Harris Moye - Care, Care & Community in Ghana
My name is Harris Moye from the United States of America. My trip last summer was the most influential experience of my entire life. Wanting to do something that was out of the ordinary for a 17-year-old, I decided to travel to Ghana for a month. This trip to Ghana was definitely very unorthodox, as I knew nobody beforehand. I was nervous about the whole trip being a month and going alone, but knew it would all work out just fine.
Arriving in Ghana
I arrived in Ghana immediately experiencing the culture shock of being in a third world country and I knew this was going to be an eye opening experience for me. As soon as I left the doors of the airport I felt completely out of place.
Quickly I was directed to a minibus, as we would drive to Cape Coast, where my first placement was located. I remember being silent, just taking it all in. I gazed out the window in curiosity of what Ghana was going to be like. I didn’t know what it would be like, but I kept an open mind.
My Care & Community placement
For the first two weeks of my trip, I taught lower school kids rudimentary maths and English in the mornings, and spent the afternoons painting the school’s buildings. I will never forget the first day. Picture a swarm of kids all dressed in matching yellow and blue uniforms screaming and shouting, trying to give you a hug. All at the same time yelling “Obruni, Obruni.” Later I learnt this was a nickname for a white person.
These kids came from poor backgrounds containing little or no money, but they were never once angry about being poor or unfortunate. They always had the biggest smile on their face and thankful for every day. Every time I walked passed the classrooms I heard the kids screaming, “Harris, Harris, Harris!” It immediately brought a smile to my face.
I would play football in the schoolyard, carry kids on my shoulders and even try to learn the local language.
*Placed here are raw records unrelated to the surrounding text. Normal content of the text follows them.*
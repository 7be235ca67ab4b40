//! Scroll-and-count discovery of listing handles.
//!
//! Each iteration scrolls the results feed once, waits for new cards to
//! render, and re-counts. The loop ends when enough candidates are present,
//! when the count stops growing for `stability_threshold` iterations in a
//! row, or when the budget runs out.

use std::time::Duration;

use crate::budget::Budget;
use crate::error::{recoverable, ScrapeError};
use crate::surface::AutomationSurface;

/// Why discovery stopped. The handle list has the same shape in every case.
#[derive(Debug, Clone, Copy, PartialEq, Eq)]
pub enum DiscoveryStop {
    /// At least `target_total` candidates were loaded.
    TargetReached,
    /// The count stopped growing; no more candidates will load.
    Exhausted,
    /// The budget expired before either of the above.
    TimeLimited,
}

impl std::fmt::Display for DiscoveryStop {
    fn fmt(&self, f: &mut std::fmt::Formatter<'_>) -> std::fmt::Result {
        match self {
            DiscoveryStop::TargetReached => write!(f, "target_reached"),
            DiscoveryStop::Exhausted => write!(f, "exhausted"),
            DiscoveryStop::TimeLimited => write!(f, "time_limited"),
        }
    }
}

#[derive(Debug, Clone)]
pub struct DiscoverySettings<'a> {
    pub listing_selector: &'a str,
    pub target_total: usize,
    pub stability_threshold: u32,
    pub scroll_settle: Duration,
    /// Wheel delta applied per iteration, `(x, y)`.
    pub scroll_delta: (i64, i64),
}

/// Result of a discovery pass: at most `target_total` handles, in the order
/// the surface reported them.
#[derive(Debug, Clone)]
pub struct Discovery<E> {
    pub handles: Vec<E>,
    pub stop: DiscoveryStop,
    /// Scroll iterations performed.
    pub iterations: u32,
}

/// Scrolls the results feed until enough listings are loaded, loading
/// stalls, or the budget expires.
///
/// Per-operation scroll and count failures are logged and treated as "no
/// growth" for that iteration.
///
/// # Errors
///
/// Returns [`ScrapeError::SessionFailure`] if the surface becomes unusable.
pub async fn discover_listings<S>(
    surface: &S,
    settings: &DiscoverySettings<'_>,
    budget: &Budget,
) -> Result<Discovery<S::Element>, ScrapeError>
where
    S: AutomationSurface,
{
    if settings.target_total == 0 {
        tracing::info!("target total is zero; skipping discovery");
        return Ok(Discovery {
            handles: Vec::new(),
            stop: DiscoveryStop::TargetReached,
            iterations: 0,
        });
    }

    let (delta_x, delta_y) = settings.scroll_delta;
    let mut baseline = 0usize;
    let mut stable_iterations = 0u32;
    let mut iterations = 0u32;

    let stop = loop {
        if budget.expired() {
            tracing::warn!(iterations, "time limit reached while scrolling");
            break DiscoveryStop::TimeLimited;
        }
        iterations += 1;

        if let Err(err) = surface.scroll(delta_x, delta_y).await {
            let err = recoverable(err)?;
            tracing::warn!(error = %err, "scroll failed; re-counting anyway");
        }
        tokio::time::sleep(settings.scroll_settle).await;

        let count = match surface.count(settings.listing_selector).await {
            Ok(count) => count,
            Err(err) => {
                let err = recoverable(err)?;
                tracing::warn!(error = %err, "counting listings failed; assuming no growth");
                baseline
            }
        };
        tracing::info!(count, target = settings.target_total, "currently found listings");

        if count >= settings.target_total {
            tracing::info!(count, target = settings.target_total, "desired amount reached");
            break DiscoveryStop::TargetReached;
        }

        if count == baseline {
            stable_iterations += 1;
        } else {
            stable_iterations = 0;
            baseline = count;
        }

        if stable_iterations >= settings.stability_threshold {
            tracing::info!(count, stable_iterations, "no more listings loading after scrolling");
            break DiscoveryStop::Exhausted;
        }
    };

    let mut handles = match surface.find_all(settings.listing_selector).await {
        Ok(handles) => handles,
        Err(err) => {
            let err = recoverable(err)?;
            tracing::warn!(error = %err, "failed to gather listing handles");
            Vec::new()
        }
    };
    handles.truncate(settings.target_total);
    tracing::info!(handles = handles.len(), %stop, iterations, "discovery finished");

    Ok(Discovery {
        handles,
        stop,
        iterations,
    })
}

#[cfg(test)]
mod tests {
    use super::*;
    use crate::selectors::LISTING_ANCHOR;
    use crate::surface::fake::{FakeElement, FakeSurface};

    fn settings(target_total: usize, stability_threshold: u32) -> DiscoverySettings<'static> {
        DiscoverySettings {
            listing_selector: LISTING_ANCHOR,
            target_total,
            stability_threshold,
            scroll_settle: Duration::from_millis(1_200),
            scroll_delta: (0, 10_000),
        }
    }

    fn long_budget() -> Budget {
        Budget::start(Duration::from_secs(3_600))
    }

    #[tokio::test(start_paused = true)]
    async fn stalled_count_ends_exhausted_with_all_loaded_handles() {
        let surface = FakeSurface::new().with_counts([5, 12, 12, 12, 12, 12, 12]);
        let discovery = discover_listings(&surface, &settings(50, 6), &long_budget())
            .await
            .unwrap();
        assert_eq!(discovery.stop, DiscoveryStop::Exhausted);
        assert_eq!(discovery.handles.len(), 12);
    }

    #[tokio::test(start_paused = true)]
    async fn exhaustion_needs_threshold_consecutive_stalls() {
        // 5 -> 12 resets the counter; six further 12s are needed.
        let surface = FakeSurface::new().with_counts([5, 12, 12, 12, 12, 12, 12]);
        let log = surface.log();
        let discovery = discover_listings(&surface, &settings(50, 6), &long_budget())
            .await
            .unwrap();
        assert_eq!(discovery.iterations, 8);
        assert_eq!(log.count("scroll"), 8);
    }

    #[tokio::test(start_paused = true)]
    async fn growth_resets_the_stability_counter() {
        let surface = FakeSurface::new().with_counts([3, 3, 7, 7, 7]);
        let discovery = discover_listings(&surface, &settings(50, 2), &long_budget())
            .await
            .unwrap();
        assert_eq!(discovery.stop, DiscoveryStop::Exhausted);
        assert_eq!(discovery.iterations, 5);
        assert_eq!(discovery.handles.len(), 7);
    }

    #[tokio::test(start_paused = true)]
    async fn reaching_target_truncates_in_discovery_order() {
        let surface = FakeSurface::new().with_counts([8, 20, 64]);
        let discovery = discover_listings(&surface, &settings(50, 6), &long_budget())
            .await
            .unwrap();
        assert_eq!(discovery.stop, DiscoveryStop::TargetReached);
        assert_eq!(discovery.handles.len(), 50);
        let expected: Vec<FakeElement> = (0..50).map(FakeElement::Listing).collect();
        assert_eq!(discovery.handles, expected);
    }

    #[tokio::test(start_paused = true)]
    async fn exact_target_count_is_success() {
        let surface = FakeSurface::new().with_counts([10]);
        let discovery = discover_listings(&surface, &settings(10, 6), &long_budget())
            .await
            .unwrap();
        assert_eq!(discovery.stop, DiscoveryStop::TargetReached);
        assert_eq!(discovery.iterations, 1);
        assert_eq!(discovery.handles.len(), 10);
    }

    #[tokio::test(start_paused = true)]
    async fn zero_target_returns_immediately_without_scrolling() {
        let surface = FakeSurface::new().with_counts([10]);
        let log = surface.log();
        let discovery = discover_listings(&surface, &settings(0, 6), &long_budget())
            .await
            .unwrap();
        assert!(discovery.handles.is_empty());
        assert_eq!(discovery.iterations, 0);
        assert_eq!(log.count("scroll"), 0);
    }

    #[tokio::test(start_paused = true)]
    async fn zero_candidates_eventually_exhausts() {
        let surface = FakeSurface::new().with_counts([0]);
        let discovery = discover_listings(&surface, &settings(20, 6), &long_budget())
            .await
            .unwrap();
        assert_eq!(discovery.stop, DiscoveryStop::Exhausted);
        assert_eq!(discovery.iterations, 6);
        assert!(discovery.handles.is_empty());
    }

    #[tokio::test(start_paused = true)]
    async fn expired_budget_stops_before_scrolling() {
        let surface = FakeSurface::new().with_counts([10]);
        let log = surface.log();
        let budget = Budget::start(Duration::ZERO);
        let discovery = discover_listings(&surface, &settings(20, 6), &budget)
            .await
            .unwrap();
        assert_eq!(discovery.stop, DiscoveryStop::TimeLimited);
        assert_eq!(log.count("scroll"), 0);
        assert!(discovery.handles.is_empty());
    }

    #[tokio::test(start_paused = true)]
    async fn budget_expiry_keeps_what_was_loaded() {
        // 1.2s per iteration against a 5s budget: iterations start at
        // 0, 1.2, 2.4, 3.6 and 4.8s; the check at 6.0s stops the loop.
        let surface = FakeSurface::new().with_counts(1..=100);
        let budget = Budget::start(Duration::from_secs(5));
        let discovery = discover_listings(&surface, &settings(100, 6), &budget)
            .await
            .unwrap();
        assert_eq!(discovery.stop, DiscoveryStop::TimeLimited);
        assert_eq!(discovery.iterations, 5);
        assert_eq!(discovery.handles.len(), 5);
    }

    #[tokio::test(start_paused = true)]
    async fn failed_scrolls_are_tolerated_and_counting_continues() {
        let surface = FakeSurface::new()
            .with_counts([2, 4, 9])
            .failing_scrolls(2);
        let log = surface.log();
        let discovery = discover_listings(&surface, &settings(9, 6), &long_budget())
            .await
            .unwrap();
        assert_eq!(discovery.stop, DiscoveryStop::TargetReached);
        assert_eq!(discovery.iterations, 3);
        assert_eq!(discovery.handles.len(), 9);
        assert_eq!(log.count("scroll"), 1);
    }

    #[tokio::test(start_paused = true)]
    async fn failed_count_counts_as_no_growth() {
        // Two failed counts hold the baseline at zero, 5 resets it, and
        // three stalls at 5 end the loop on the sixth iteration.
        let surface = FakeSurface::new().with_counts([5]).failing_counts(2);
        let discovery = discover_listings(&surface, &settings(50, 3), &long_budget())
            .await
            .unwrap();
        assert_eq!(discovery.stop, DiscoveryStop::Exhausted);
        assert_eq!(discovery.iterations, 6);
        assert_eq!(discovery.handles.len(), 5);
    }

    #[tokio::test(start_paused = true)]
    async fn failed_count_does_not_block_reaching_target() {
        let surface = FakeSurface::new().with_counts([3, 8]).failing_counts(1);
        let discovery = discover_listings(&surface, &settings(8, 6), &long_budget())
            .await
            .unwrap();
        assert_eq!(discovery.stop, DiscoveryStop::TargetReached);
        assert_eq!(discovery.iterations, 3);
        assert_eq!(discovery.handles.len(), 8);
    }

    #[tokio::test(start_paused = true)]
    async fn failed_handle_lookup_yields_no_handles() {
        let surface = FakeSurface::new().with_counts([4]).failing_listing_lookup();
        let discovery = discover_listings(&surface, &settings(4, 6), &long_budget())
            .await
            .unwrap();
        assert_eq!(discovery.stop, DiscoveryStop::TargetReached);
        assert!(discovery.handles.is_empty());
    }

    #[tokio::test(start_paused = true)]
    async fn session_failure_propagates() {
        let surface = FakeSurface::new().with_counts([1]).session_dies_at(0);
        // Kill the session through a click, then try to discover.
        let _ = surface.click(&FakeElement::Listing(0)).await;
        let result = discover_listings(&surface, &settings(10, 6), &long_budget()).await;
        assert!(matches!(result, Err(ScrapeError::SessionFailure(_))));
    }
}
These kids made my time at the school better each day. On our last day at the school, kids were crying, not wanting us to leave, but all good things come to an end. I embarked to Accra for the second part of my month long journey.
My Sports project
During the second part of my trip I travelled to the capital city, Accra. There, I had the opportunity to not only coach, but also play football with other locals. Although they lacked some proper necessities such as cleats and shin guards, they still enjoyed every chance they had to play.
Playing football all my life I was accustomed to a grass field, but in Ghana most soccer fields were just dirt. These kids were ecstatic everyday no matter the condition the field was in or their clothes. They would beg to play a game every day. One kid would say, “Sir, please can we play?” It was too hard to say no.
The most memorable part of the trip was our tournament at the end of week. I wanted to do something special for my team, since we had made it into the finals. One of the boys in my group coached with me and we decided to buy our team all matching jerseys. The smiles on the kid’s faces were indescribable when we handed them their neon green shirt and jersey. They looked and felt like a true team. Even though we lost the game, the kids were just happy to be playing.
My favourite overall moments of trip came during my time spent in Cape Coast. Since it was a smaller city than Accra, Cape Coast had a more of a feeling like a true community. The most memorable part of my trip was walking in downtown Cape Coast from little shops and stands during one afternoon town day. Accompanied by my counsellor Enoch, who I still keep in touch with today, we aimlessly walked all through downtown. This gave me a better understanding of daily life of the people in Ghana.
The other memorable moment of my trip was at the placement in Cape Coast. Over those two weeks I became very close friends with the older kids. We played soccer, talked about school, or even rapped to one another. While painting they would look at me or wave while the teacher wasn’t looking.
These all added to my fond memories of the trip, but one thing stuck with me. Each day we walked passed the classrooms of the older kids on our way to the other building and each time I waved the kids would scream, “Harris!” Instantly a smile came across my face, as I knew it would be another fun day.
Overall my month in Ghana was an experience I will truly never forget. Sitting on the plane at the end of my trip, I knew that this was best experience I had ever had. I went to Ghana to teach and help underprivileged kids, but reflecting on the trip I may have been taught more by the kids than I taught them.
Each and every day I felt unrestricted on who I had to be. The kids made me feel free of all prior concerns in my life. The smiles I received every day will be forever engrained in my mind as a remembrance of the difference this trip made on my life as well as the difference it made on the lives of the kids I helped.